### [Your goal]
This exercise calls for every line of the data below with the string "value" in it.

BEGIN

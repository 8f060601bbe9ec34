// SPDX-FileCopyrightText: 2026 wikictl Contributors
// SPDX-License-Identifier: MIT OR Apache-2.0

//! End-to-end tests for the store, resolver, and migration flows.
//!
//! Each test creates an isolated TestHarness with a temp store and an
//! in-memory legacy source. Tests are independent and order-insensitive.

use secrecy::ExposeSecret;
use wikictl_core::{InstanceSource, WikiInstance, WikictlError};
use wikictl_test_utils::{MockLegacySource, TestHarness};
use wikictl_vault::{MigrationDirection, PasswordSource, PreviewAction};

fn rm_wiki() -> WikiInstance {
    WikiInstance::new("rmwiki", "RM Wiki", "https://wiki.example.com", "secret123")
}

// ---- Legacy fallback and store precedence ----

#[test]
fn test_legacy_only_setup_keeps_working() {
    let harness = TestHarness::builder()
        .with_legacy(MockLegacySource::rmwiki("https://legacy.example", "legacy-key"))
        .build()
        .unwrap();

    let resolved = harness.resolver().get_dynamic_config(None).unwrap();
    assert_eq!(resolved.instance_id, "rmwiki");
    assert_eq!(resolved.source, InstanceSource::Legacy);
    assert_eq!(resolved.key.expose_secret(), "legacy-key");
}

#[test]
fn test_store_suppresses_legacy_listing() {
    let harness = TestHarness::builder()
        .with_legacy(
            MockLegacySource::rmwiki("https://legacy.example", "legacy-key").with_instance(
                "extra",
                "Extra",
                "EXTRA",
                "https://extra.example",
                "x",
            ),
        )
        .with_instance(WikiInstance::new("docs", "Docs", "https://docs.example", "d"))
        .build()
        .unwrap();

    let ids = harness.resolver().get_available_instances().unwrap();
    assert_eq!(ids, vec!["docs"]);
}

// ---- Full migration lifecycle ----

#[test]
fn test_migrate_export_reset_lifecycle() {
    let mut harness = TestHarness::builder()
        .with_legacy(MockLegacySource::rmwiki("https://wiki.example.com", "secret123"))
        .build()
        .unwrap();

    let preview = harness
        .coordinator()
        .preview_migration(MigrationDirection::ToEncrypted, false)
        .unwrap();
    assert_eq!(preview[0].action, PreviewAction::Migrate);

    let report = harness.coordinator().migrate_to_encrypted(false).unwrap();
    assert_eq!(report.migrated, vec!["rmwiki"]);

    let again = harness.coordinator().migrate_to_encrypted(false).unwrap();
    assert!(again.migrated.is_empty());
    assert_eq!(again.skipped, vec!["rmwiki"]);

    let resolved = harness.resolver().get_dynamic_config(Some("rmwiki")).unwrap();
    assert_eq!(resolved.source, InstanceSource::Store);

    let env = harness.coordinator().generate_env_from_encrypted().unwrap();
    assert!(env.contains("WIKIJS_API_KEY=secret123"));
    assert!(env.contains("WIKIJS_API_URL=https://wiki.example.com"));

    harness.coordinator().reset_encrypted_config().unwrap();
    assert!(!harness.store.has_config_file());
    assert!(matches!(
        harness.store.get_instance("rmwiki"),
        Err(WikictlError::NotInitialized)
    ));
}

#[test]
fn test_export_import_into_fresh_store() {
    let mut source = TestHarness::builder()
        .with_instance(rm_wiki())
        .with_instance(WikiInstance::new(
            "docs",
            "docs",
            "https://docs.example.com",
            "key with spaces",
        ))
        .build()
        .unwrap();
    let text = source.coordinator().generate_env_from_encrypted().unwrap();
    let env_path = source.temp_path("exported.env");
    std::fs::write(&env_path, text).unwrap();

    let mut target = TestHarness::builder().build().unwrap();
    let legacy_config = target.config.legacy.clone();
    let report = target
        .coordinator()
        .import_env_file(&legacy_config, &env_path, false)
        .unwrap();
    assert_eq!(report.migrated, vec!["rmwiki", "docs"]);

    let docs = target.store.get_instance("docs").unwrap().unwrap();
    assert_eq!(docs.key.expose_secret(), "key with spaces");
    assert_eq!(target.store.get_instance("rmwiki").unwrap().unwrap().name, "RM Wiki");
}

// ---- Persistence and password handling ----

#[test]
fn test_second_handle_sees_changes() {
    let mut harness = TestHarness::builder().build().unwrap();
    harness.store.add_instance(&rm_wiki()).unwrap();
    harness.store.set_default_theme("dark").unwrap();

    let other = harness.reopen().unwrap();
    assert_eq!(other.get_instance("rmwiki").unwrap().unwrap(), rm_wiki());
    assert_eq!(other.get_default_theme().unwrap().as_deref(), Some("dark"));
}

#[test]
fn test_wrong_password_with_legacy_fallback() {
    let harness = TestHarness::builder()
        .with_instance(rm_wiki())
        .build()
        .unwrap();
    let locked = harness
        .reopen_with(PasswordSource::Explicit("not-the-password".to_string().into()))
        .unwrap();

    // Listing needs no key.
    assert_eq!(locked.get_instance_ids().unwrap(), vec!["rmwiki"]);
    assert!(matches!(
        locked.get_instance("rmwiki"),
        Err(WikictlError::DecryptionFailed { .. })
    ));

    let checks = locked.verify_all().unwrap();
    assert!(checks[0].result.is_err());
}

#[test]
fn test_unknown_instance_lists_choices() {
    let harness = TestHarness::builder()
        .with_instance(rm_wiki())
        .build()
        .unwrap();
    let err = harness
        .resolver()
        .get_dynamic_config(Some("missing"))
        .unwrap_err();
    assert!(err.to_string().contains("rmwiki"));
}

#[test]
fn test_no_instances_anywhere() {
    let harness = TestHarness::builder().build().unwrap();
    let err = harness.resolver().get_dynamic_config(None).unwrap_err();
    assert!(matches!(err, WikictlError::NoInstancesConfigured));
}

#[test]
fn test_harness_isolation() {
    let mut a = TestHarness::builder().build().unwrap();
    let b = TestHarness::builder().build().unwrap();
    a.store.add_instance(&rm_wiki()).unwrap();

    assert_ne!(a.store_path(), b.store_path());
    assert_eq!(b.store.instance_count().unwrap(), 0);
}
// SPDX-FileCopyrightText: 2026 wikictl Contributors
// SPDX-License-Identifier: MIT OR Apache-2.0

//! Collaborator traits consumed by the credential store layer.

pub mod legacy;

pub use legacy::{LegacyCredentialSource, derived_env_prefix};
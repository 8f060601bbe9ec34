// SPDX-FileCopyrightText: 2026 wikictl Contributors
// SPDX-License-Identifier: MIT OR Apache-2.0

//! Store password acquisition via TTY prompt or the WIKICTL_STORE_PASSWORD variable.

use secrecy::SecretString;
use wikictl_config::STORE_PASSWORD_ENV_VAR;
use wikictl_core::WikictlError;

use crate::kdf::PasswordSource;

/// Decide which password protects the store.
///
/// Priority:
/// 1. Interactive prompt when `ask` is set (fails without a terminal)
/// 2. `WIKICTL_STORE_PASSWORD` environment variable
/// 3. The weak machine-derived default
pub fn get_store_password(ask: bool) -> Result<PasswordSource, WikictlError> {
    if ask {
        return read_secret("Store password: ").map(PasswordSource::Explicit);
    }

    if let Ok(password) = std::env::var(STORE_PASSWORD_ENV_VAR)
        && !password.is_empty()
    {
        return Ok(PasswordSource::Explicit(SecretString::from(password)));
    }

    Ok(PasswordSource::WeakMachineDefault)
}

/// Read a non-empty secret from the terminal without echo.
pub fn read_secret(label: &str) -> Result<SecretString, WikictlError> {
    if !std::io::IsTerminal::is_terminal(&std::io::stdin()) {
        return Err(WikictlError::MalformedInput(format!(
            "cannot prompt for `{}`: stdin is not a terminal",
            label.trim_end_matches([':', ' '])
        )));
    }

    eprint!("{label}");
    let value = rpassword::read_password().map_err(WikictlError::storage)?;
    if value.is_empty() {
        return Err(WikictlError::MalformedInput("empty input not allowed".to_string()));
    }
    Ok(SecretString::from(value))
}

END

### [Written solution]
    let value = rpassword::read_password().map_err(WikictlError::storage)?;
    if value.is_empty() {
    Ok(SecretString::from(value))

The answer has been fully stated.